◆ **PROBLEM DESCRIPTION**
Would you count the lines in the entries below that contain "ResponseCache"? Reply with the number only.

◆ **TASK INPUTS**
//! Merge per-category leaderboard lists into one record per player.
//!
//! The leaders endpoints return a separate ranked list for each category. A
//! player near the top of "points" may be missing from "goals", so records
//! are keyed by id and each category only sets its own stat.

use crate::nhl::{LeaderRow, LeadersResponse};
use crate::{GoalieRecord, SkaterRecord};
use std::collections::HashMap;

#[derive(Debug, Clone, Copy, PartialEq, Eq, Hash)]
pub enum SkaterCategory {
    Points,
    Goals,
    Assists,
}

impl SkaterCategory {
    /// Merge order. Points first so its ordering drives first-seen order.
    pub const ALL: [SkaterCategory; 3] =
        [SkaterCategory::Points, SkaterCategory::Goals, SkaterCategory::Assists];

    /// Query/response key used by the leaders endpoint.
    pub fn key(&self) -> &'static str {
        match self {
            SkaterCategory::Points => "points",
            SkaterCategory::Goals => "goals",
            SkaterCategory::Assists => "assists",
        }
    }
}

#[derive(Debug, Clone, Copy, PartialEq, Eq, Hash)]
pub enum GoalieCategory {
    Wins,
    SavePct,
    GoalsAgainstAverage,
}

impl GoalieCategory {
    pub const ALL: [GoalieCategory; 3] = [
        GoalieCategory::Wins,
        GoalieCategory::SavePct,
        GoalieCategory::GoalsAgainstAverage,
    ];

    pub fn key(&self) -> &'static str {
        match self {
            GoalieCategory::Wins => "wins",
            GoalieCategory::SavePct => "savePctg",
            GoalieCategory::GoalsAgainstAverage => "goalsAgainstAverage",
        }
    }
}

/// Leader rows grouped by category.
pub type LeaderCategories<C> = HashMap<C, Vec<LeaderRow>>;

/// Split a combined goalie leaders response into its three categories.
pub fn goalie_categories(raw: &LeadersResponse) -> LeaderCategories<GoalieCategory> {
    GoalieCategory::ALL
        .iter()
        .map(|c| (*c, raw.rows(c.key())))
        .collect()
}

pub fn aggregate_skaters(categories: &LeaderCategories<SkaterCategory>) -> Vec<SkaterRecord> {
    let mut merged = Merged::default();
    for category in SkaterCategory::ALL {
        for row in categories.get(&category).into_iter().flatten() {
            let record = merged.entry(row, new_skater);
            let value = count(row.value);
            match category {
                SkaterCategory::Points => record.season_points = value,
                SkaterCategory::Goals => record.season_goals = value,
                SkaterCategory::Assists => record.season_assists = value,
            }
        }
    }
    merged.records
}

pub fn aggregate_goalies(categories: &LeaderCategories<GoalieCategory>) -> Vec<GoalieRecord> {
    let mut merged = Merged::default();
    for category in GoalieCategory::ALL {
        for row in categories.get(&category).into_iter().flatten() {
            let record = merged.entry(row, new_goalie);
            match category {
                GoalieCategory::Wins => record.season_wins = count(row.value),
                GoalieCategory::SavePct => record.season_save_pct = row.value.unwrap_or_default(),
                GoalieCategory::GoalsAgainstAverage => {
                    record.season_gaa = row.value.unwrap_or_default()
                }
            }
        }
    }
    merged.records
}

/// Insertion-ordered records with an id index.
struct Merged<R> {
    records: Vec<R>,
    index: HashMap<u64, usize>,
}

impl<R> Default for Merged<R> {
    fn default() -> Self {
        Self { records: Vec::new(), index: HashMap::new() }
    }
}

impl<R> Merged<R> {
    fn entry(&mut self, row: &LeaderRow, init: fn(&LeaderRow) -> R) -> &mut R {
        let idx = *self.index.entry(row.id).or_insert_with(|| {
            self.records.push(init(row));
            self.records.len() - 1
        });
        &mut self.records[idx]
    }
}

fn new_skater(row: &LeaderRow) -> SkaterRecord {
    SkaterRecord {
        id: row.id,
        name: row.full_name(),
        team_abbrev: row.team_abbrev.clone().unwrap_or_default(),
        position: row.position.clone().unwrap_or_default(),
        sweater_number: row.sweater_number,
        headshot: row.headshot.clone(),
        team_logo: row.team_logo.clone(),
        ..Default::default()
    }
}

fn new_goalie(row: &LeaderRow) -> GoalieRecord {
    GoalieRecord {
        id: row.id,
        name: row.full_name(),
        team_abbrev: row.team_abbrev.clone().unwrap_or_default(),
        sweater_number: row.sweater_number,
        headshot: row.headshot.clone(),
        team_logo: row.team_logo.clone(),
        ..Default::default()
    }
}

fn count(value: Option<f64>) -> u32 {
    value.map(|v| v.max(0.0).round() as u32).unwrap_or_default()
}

...

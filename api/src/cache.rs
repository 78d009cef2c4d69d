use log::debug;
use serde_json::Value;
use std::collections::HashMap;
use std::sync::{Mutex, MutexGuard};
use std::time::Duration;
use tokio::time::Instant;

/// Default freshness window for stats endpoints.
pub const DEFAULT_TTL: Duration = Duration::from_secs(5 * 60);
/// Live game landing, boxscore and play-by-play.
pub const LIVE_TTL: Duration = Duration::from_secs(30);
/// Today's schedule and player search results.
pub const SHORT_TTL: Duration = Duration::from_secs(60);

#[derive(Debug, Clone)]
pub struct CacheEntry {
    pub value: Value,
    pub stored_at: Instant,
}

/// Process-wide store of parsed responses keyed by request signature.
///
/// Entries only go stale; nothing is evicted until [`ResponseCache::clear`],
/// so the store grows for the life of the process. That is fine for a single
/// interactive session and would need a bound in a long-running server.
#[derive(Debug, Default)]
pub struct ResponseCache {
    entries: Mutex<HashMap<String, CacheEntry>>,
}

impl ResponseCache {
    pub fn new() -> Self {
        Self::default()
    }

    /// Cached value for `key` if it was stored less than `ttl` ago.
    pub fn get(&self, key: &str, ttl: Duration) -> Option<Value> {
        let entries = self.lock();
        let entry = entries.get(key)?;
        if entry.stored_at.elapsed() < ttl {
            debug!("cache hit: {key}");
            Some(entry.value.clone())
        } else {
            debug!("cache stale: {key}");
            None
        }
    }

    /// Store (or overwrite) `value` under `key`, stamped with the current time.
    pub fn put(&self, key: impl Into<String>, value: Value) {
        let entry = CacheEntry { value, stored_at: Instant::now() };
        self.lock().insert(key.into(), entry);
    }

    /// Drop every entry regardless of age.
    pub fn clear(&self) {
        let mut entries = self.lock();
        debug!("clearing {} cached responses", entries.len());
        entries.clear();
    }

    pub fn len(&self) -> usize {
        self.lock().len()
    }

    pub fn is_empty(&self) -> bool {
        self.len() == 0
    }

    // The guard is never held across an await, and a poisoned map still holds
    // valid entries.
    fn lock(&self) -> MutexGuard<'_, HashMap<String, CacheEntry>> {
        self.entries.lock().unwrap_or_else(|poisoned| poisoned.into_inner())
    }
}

◆ **SOLUTION**
3